Here is a basic Front Panel added to the schematic:
The Front Panel's RAM decoder includes the !WE fix to limit memory conflicts. Unfortunately, the IO write will not work with the SUBLEQ write cycle so will need to be modified. This design assumes momentary contact switches but I will have to use toggle/slide switches as PROM memory space is a super premium.
I want to rework the Decoder to delay the ALU write (to the B address) to after reading the C address so that I have the option to use the high bits of the address space for opcodes. Obviously not for the 8 bit version of the SUBLEQ CPU.
Reworking the CPU
- I reworked Decoder, rearranged to fetch order so that "C" is fetched before the ALU result is deposited into "B". This allows the CPU to check the high order bits of the jump address (i.e. C address). For fun I linked the MSB of "C" to the HOLD signal and yes it stopped the CPU (with no way of resting it!). The real reason for this is so I can use the high order bits of the jump address as opcodes (for the 16 bit version of the CPU). The CPU really needs a NAND Jump on Zero second ALU.
- I added:
- !EXT_RST - EXTernal ReSeT for the Arduino
- !EXT_OE - EXTernal Output Enable for the Arduino
- !EXT_WE - EXTernal Write Enable for the Arduino
- HOLD - HOLD the CPU and make the Data and Address bus tri-state
- !HLDA - HoLD Acknowledge (the CPU is now waiting
- I moved the clock off board, the Arduino will provide the clock signal.

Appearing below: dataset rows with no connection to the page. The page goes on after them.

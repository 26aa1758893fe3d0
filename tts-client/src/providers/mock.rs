//! Mock synthesizer for testing
//!
//! Scriptable stand-in for the remote service: succeed, fail always, or fail
//! on one specific call. Records every text it was asked to synthesize.

use async_trait::async_trait;
use std::sync::Mutex;
use std::sync::atomic::{AtomicUsize, Ordering};

use crate::error::{Result, TtsError};
use crate::provider::{SpeechSynthesizer, SynthesisRequest, SynthesisResponse};

/// A mock synthesizer for exercising success and failure paths
pub struct MockSynthesizer {
    /// 1-based call number that fails (None = never)
    fail_on_call: Option<usize>,
    /// Fail every call
    always_fail: bool,
    /// Current call count
    call_count: AtomicUsize,
    /// Error to return on failure
    fail_with: Mutex<Option<TtsError>>,
    /// Audio returned on success
    audio: Vec<u8>,
    /// Texts received, in call order
    requests: Mutex<Vec<String>>,
}

impl MockSynthesizer {
    /// Create a synthesizer that always returns `audio`
    pub fn always_succeeds(audio: &[u8]) -> Self {
        Self {
            fail_on_call: None,
            always_fail: false,
            call_count: AtomicUsize::new(0),
            fail_with: Mutex::new(None),
            audio: audio.to_vec(),
            requests: Mutex::new(Vec::new()),
        }
    }

    /// Create a synthesizer that always fails with the given error
    pub fn always_fails(error: TtsError) -> Self {
        Self {
            always_fail: true,
            fail_with: Mutex::new(Some(error)),
            ..Self::always_succeeds(&[])
        }
    }

    /// Create a synthesizer whose `n`th call (1-based) fails; every other call succeeds
    pub fn fails_on_call(n: usize, error: TtsError, audio: &[u8]) -> Self {
        Self {
            fail_on_call: Some(n),
            fail_with: Mutex::new(Some(error)),
            ..Self::always_succeeds(audio)
        }
    }

    /// Get the number of times synthesize() was called
    pub fn call_count(&self) -> usize {
        self.call_count.load(Ordering::SeqCst)
    }

    /// Texts passed to synthesize(), in order
    pub fn requests(&self) -> Vec<String> {
        self.requests
            .lock()
            .map(|r| r.clone())
            .unwrap_or_default()
    }
}

#[async_trait]
impl SpeechSynthesizer for MockSynthesizer {
    async fn synthesize(&self, request: &SynthesisRequest) -> Result<SynthesisResponse> {
        let call_num = self.call_count.fetch_add(1, Ordering::SeqCst) + 1;
        if let Ok(mut requests) = self.requests.lock() {
            requests.push(request.text.clone());
        }

        if self.always_fail || self.fail_on_call == Some(call_num) {
            let error = self
                .fail_with
                .lock()
                .ok()
                .and_then(|e| e.as_ref().map(clone_error));
            if let Some(err) = error {
                return Err(err);
            }
        }

        Ok(SynthesisResponse {
            audio: self.audio.clone(),
        })
    }

    fn name(&self) -> &'static str {
        "mock"
    }

    fn is_available(&self) -> Result<()> {
        Ok(())
    }
}

/// Clone a TtsError (needed because TtsError doesn't implement Clone)
fn clone_error(err: &TtsError) -> TtsError {
    match err {
        TtsError::MissingCredentials => TtsError::MissingCredentials,
        TtsError::Unauthorized {
            message,
            status_code,
        } => TtsError::Unauthorized {
            message: message.clone(),
            status_code: *status_code,
        },
        TtsError::RateLimited { message } => TtsError::RateLimited {
            message: message.clone(),
        },
        TtsError::ApiError {
            message,
            status_code,
        } => TtsError::ApiError {
            message: message.clone(),
            status_code: *status_code,
        },
        TtsError::InvalidResponse(s) => TtsError::InvalidResponse(s.clone()),
        TtsError::CredentialCommand(s) => TtsError::CredentialCommand(s.clone()),
        TtsError::ConfigError(s) => TtsError::ConfigError(s.clone()),
        // Io and Toml errors can't be cloned
        TtsError::Io(_) => TtsError::ConfigError("IO error (mock)".to_string()),
        TtsError::TomlParse(_) => TtsError::ConfigError("TOML parse error (mock)".to_string()),
        TtsError::TomlSerialize(_) => {
            TtsError::ConfigError("TOML serialize error (mock)".to_string())
        }
    }
}

#[cfg(test)]
mod tests {
    use super::*;
    use crate::voice::VoiceConfig;

    fn request(text: &str) -> SynthesisRequest {
        SynthesisRequest::new(text, VoiceConfig::default())
    }

    #[tokio::test]
    async fn test_always_succeeds() {
        let synth = MockSynthesizer::always_succeeds(b"RIFF");
        let result = synth.synthesize(&request("hello")).await;
        assert_eq!(result.unwrap().audio, b"RIFF");
        assert_eq!(synth.call_count(), 1);
        assert_eq!(synth.requests(), vec!["hello".to_string()]);
    }

    #[tokio::test]
    async fn test_always_fails() {
        let synth = MockSynthesizer::always_fails(TtsError::RateLimited {
            message: "quota".to_string(),
        });
        for _ in 0..3 {
            assert!(synth.synthesize(&request("x")).await.is_err());
        }
        assert_eq!(synth.call_count(), 3);
    }

    #[tokio::test]
    async fn test_fails_on_second_call() {
        let synth = MockSynthesizer::fails_on_call(
            2,
            TtsError::ApiError {
                message: "boom".to_string(),
                status_code: Some(500),
            },
            b"ok",
        );

        assert!(synth.synthesize(&request("one")).await.is_ok());
        let err = synth.synthesize(&request("two")).await.unwrap_err();
        assert_eq!(err.to_string(), "API error (HTTP 500): boom");
        assert!(synth.synthesize(&request("three")).await.is_ok());
        assert_eq!(synth.call_count(), 3);
    }
}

The easiest way for the CPU to talk to the external world is to parallel read and write to a port. To do this without timing or control signals is possible if one character is used a marker. May as will use \0 or "null" character. The output stream would consists of sequential characters at any speed (within reason). The CPU (when receiving) would detect a change in the character to signal a new character. Easy, but what about duplicate characters. Easy, insert a null between duplicates (but ignore the null). But what if I want to send a null, bad luck! Not really, we could use an escape sequence such as '\' as used in C code.
Here is the updated CPU schematic (no IO):
And here is the timing signals:
The timing signals may be a jumble to you but the CPU start at address 0x00 (i.e. 0X00 -> 0X01 -> 0X02) then jumps to address 0xFF (i.e. 0xFF -> 0X00 -> 0X01) and then loops back to 0XFF. The ALU outputs 0x00 (=0xFF-0xFF). So I am confident the schematic is correct. How did I fix TinaTI? The schematic had a corrupted jumper (it looked okay but when I replaced it TinaTI started working!).